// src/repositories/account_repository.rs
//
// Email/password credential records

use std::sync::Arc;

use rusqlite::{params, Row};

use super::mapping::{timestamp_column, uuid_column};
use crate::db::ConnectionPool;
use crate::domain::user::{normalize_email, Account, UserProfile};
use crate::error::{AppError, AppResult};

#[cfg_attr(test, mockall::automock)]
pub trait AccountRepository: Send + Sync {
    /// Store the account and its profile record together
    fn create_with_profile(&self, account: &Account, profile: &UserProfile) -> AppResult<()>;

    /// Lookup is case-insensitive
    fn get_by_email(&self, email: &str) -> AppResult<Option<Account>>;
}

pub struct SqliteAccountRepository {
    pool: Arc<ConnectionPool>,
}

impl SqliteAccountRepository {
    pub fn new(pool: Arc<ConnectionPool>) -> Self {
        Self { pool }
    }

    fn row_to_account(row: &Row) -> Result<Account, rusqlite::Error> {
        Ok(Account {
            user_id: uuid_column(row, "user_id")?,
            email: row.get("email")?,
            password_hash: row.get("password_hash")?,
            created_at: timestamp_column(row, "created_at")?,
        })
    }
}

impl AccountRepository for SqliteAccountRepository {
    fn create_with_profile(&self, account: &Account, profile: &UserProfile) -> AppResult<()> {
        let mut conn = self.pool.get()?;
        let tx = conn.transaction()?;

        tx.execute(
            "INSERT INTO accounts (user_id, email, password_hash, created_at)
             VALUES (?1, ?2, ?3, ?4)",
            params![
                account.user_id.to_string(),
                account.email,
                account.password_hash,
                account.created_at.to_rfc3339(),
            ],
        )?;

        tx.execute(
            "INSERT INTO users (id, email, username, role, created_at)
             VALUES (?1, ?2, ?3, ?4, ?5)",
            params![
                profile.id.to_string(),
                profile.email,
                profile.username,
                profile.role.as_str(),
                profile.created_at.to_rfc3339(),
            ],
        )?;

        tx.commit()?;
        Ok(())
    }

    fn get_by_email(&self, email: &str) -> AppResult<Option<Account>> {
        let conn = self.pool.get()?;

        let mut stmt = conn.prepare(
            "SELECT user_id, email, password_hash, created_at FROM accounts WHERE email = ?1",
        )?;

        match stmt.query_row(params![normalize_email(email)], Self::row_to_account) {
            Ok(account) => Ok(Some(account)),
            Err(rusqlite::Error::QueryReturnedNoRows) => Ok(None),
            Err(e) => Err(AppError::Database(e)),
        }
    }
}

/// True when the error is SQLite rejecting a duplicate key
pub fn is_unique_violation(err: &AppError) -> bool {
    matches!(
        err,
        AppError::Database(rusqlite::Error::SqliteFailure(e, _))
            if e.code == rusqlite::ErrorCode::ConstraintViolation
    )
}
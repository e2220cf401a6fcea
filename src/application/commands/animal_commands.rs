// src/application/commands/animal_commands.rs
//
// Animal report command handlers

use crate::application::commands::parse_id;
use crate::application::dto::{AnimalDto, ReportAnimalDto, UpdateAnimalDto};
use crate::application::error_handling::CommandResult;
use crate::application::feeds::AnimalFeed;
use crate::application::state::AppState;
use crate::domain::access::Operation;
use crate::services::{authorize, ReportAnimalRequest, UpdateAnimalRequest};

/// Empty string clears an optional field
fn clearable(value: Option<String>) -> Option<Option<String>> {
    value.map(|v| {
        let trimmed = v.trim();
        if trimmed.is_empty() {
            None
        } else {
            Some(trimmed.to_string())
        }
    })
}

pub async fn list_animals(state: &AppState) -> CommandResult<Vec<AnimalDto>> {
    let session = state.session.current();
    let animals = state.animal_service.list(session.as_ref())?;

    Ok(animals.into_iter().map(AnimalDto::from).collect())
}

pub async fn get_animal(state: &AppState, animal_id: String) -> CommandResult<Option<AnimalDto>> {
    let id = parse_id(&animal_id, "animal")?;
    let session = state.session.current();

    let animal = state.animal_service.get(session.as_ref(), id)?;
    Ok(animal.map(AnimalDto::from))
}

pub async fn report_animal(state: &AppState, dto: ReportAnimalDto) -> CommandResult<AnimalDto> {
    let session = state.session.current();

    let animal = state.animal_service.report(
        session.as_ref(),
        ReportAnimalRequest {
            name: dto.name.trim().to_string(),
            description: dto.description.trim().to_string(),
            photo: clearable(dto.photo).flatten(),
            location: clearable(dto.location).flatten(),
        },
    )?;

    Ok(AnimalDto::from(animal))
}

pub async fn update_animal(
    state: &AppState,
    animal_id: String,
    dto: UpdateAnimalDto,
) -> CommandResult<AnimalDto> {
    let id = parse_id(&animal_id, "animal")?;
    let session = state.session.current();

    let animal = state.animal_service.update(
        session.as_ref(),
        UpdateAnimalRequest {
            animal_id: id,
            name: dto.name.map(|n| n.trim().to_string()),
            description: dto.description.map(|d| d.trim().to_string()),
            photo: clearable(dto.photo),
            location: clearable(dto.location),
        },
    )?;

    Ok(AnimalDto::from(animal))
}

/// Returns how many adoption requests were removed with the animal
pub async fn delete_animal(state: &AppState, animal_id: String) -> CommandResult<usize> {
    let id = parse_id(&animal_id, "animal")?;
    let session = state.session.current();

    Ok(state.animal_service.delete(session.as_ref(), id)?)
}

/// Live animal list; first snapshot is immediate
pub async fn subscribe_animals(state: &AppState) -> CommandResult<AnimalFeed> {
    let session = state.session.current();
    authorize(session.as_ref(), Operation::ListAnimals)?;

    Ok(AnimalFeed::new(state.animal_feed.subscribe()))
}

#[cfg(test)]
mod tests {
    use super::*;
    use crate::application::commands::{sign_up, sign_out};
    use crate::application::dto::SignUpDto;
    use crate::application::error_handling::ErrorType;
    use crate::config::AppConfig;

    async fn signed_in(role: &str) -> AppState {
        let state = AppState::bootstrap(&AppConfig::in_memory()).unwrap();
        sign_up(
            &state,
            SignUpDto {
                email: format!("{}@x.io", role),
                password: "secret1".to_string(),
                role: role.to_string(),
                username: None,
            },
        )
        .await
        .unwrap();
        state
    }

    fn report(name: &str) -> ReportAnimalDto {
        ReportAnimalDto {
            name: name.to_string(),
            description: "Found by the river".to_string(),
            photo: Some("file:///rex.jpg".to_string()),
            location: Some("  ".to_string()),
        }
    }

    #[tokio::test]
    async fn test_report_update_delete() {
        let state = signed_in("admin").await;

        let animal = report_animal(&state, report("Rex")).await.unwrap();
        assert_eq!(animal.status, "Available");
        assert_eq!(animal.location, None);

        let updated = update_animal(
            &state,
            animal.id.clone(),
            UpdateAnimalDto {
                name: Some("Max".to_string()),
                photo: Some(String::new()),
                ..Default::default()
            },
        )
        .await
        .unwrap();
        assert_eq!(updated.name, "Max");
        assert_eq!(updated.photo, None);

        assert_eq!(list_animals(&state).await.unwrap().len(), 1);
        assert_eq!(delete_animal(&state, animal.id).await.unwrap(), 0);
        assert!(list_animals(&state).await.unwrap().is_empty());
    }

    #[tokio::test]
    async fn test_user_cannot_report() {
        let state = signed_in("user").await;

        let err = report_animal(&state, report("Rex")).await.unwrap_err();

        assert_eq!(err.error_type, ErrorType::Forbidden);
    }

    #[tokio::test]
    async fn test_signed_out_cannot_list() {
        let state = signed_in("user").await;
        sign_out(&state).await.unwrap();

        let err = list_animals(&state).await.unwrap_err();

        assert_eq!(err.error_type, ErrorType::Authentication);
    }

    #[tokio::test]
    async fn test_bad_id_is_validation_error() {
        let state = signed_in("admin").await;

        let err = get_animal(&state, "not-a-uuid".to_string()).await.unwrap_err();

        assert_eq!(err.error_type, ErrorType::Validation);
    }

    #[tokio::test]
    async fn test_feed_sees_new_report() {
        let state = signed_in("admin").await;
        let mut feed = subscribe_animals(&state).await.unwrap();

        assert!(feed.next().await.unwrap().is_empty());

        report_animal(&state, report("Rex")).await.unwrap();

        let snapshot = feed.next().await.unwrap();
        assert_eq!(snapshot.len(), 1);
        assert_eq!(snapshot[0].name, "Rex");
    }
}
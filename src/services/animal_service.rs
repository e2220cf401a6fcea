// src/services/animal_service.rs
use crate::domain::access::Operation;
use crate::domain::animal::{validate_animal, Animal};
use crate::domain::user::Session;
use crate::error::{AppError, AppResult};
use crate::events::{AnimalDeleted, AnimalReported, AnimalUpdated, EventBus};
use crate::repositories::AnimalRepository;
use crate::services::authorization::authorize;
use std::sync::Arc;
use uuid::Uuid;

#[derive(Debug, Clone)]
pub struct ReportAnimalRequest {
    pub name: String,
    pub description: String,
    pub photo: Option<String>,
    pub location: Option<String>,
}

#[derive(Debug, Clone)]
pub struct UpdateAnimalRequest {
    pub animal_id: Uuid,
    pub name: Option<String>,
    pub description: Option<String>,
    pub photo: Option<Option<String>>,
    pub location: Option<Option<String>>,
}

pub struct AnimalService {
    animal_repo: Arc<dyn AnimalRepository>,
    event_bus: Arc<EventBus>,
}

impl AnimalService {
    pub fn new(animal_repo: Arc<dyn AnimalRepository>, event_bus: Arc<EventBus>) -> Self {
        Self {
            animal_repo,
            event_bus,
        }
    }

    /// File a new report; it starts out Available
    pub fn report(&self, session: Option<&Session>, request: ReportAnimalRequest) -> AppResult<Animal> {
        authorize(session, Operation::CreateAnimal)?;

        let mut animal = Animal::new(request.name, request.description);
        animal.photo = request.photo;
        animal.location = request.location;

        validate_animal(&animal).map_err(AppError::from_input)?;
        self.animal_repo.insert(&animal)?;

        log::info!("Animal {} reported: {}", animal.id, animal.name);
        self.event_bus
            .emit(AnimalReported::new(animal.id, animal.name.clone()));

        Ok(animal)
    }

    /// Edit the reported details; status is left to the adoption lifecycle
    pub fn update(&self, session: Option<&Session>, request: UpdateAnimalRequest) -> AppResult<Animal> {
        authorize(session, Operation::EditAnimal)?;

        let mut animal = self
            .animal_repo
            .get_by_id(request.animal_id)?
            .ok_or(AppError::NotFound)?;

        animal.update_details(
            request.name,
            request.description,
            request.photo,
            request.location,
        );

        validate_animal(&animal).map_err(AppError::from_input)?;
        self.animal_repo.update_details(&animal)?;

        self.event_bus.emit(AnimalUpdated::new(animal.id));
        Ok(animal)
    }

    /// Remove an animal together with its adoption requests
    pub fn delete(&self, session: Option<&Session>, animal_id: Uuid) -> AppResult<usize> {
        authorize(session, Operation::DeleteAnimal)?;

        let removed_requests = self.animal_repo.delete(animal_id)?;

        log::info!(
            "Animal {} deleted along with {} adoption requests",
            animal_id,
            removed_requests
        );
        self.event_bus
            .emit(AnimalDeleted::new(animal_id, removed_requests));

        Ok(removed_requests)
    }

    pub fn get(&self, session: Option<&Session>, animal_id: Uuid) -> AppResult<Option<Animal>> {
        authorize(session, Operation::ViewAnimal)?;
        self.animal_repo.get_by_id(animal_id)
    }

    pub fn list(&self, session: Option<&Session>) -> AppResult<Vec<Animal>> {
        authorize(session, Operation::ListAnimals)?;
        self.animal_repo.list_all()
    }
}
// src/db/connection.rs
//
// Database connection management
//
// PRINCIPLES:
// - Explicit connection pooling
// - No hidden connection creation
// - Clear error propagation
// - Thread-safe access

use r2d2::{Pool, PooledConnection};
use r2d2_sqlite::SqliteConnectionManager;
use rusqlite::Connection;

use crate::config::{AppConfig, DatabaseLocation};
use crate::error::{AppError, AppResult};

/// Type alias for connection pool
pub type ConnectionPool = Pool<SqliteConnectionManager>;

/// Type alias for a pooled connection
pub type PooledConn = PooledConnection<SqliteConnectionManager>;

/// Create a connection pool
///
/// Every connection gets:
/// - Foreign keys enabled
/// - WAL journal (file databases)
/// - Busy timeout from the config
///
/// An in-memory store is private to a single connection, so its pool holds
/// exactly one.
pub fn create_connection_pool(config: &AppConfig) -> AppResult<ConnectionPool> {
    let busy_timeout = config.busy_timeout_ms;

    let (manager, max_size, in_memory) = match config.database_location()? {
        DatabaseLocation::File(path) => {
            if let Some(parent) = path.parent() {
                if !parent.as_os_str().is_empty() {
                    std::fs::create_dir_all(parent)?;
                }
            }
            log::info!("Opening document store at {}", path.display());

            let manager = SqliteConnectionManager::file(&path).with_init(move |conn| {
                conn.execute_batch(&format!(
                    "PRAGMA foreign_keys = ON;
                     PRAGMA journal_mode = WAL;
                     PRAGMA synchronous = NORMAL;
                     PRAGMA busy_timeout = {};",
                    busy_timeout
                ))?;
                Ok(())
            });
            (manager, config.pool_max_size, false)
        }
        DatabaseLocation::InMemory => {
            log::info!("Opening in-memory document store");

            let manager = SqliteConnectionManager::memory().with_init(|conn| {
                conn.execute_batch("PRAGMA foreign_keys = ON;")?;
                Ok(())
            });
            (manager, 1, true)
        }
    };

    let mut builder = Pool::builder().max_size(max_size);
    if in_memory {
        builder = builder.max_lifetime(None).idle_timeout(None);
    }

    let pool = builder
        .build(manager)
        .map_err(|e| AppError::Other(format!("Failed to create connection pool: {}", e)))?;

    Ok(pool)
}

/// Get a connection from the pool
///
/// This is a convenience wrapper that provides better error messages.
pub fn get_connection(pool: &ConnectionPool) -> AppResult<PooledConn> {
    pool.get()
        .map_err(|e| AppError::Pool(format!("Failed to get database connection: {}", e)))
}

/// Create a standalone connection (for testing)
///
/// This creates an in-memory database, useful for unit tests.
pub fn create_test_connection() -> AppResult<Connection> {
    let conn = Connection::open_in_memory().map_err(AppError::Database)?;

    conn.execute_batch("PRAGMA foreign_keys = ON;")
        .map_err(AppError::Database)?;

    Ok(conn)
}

-.-.-

# [Your goal]
Go through the records above and, whenever a line includes the word "emit", copy it.

# [Completed exercise]
            .emit(AnimalReported::new(animal.id, animal.name.clone()));
        self.event_bus.emit(AnimalUpdated::new(animal.id));
            .emit(AnimalDeleted::new(animal_id, removed_requests));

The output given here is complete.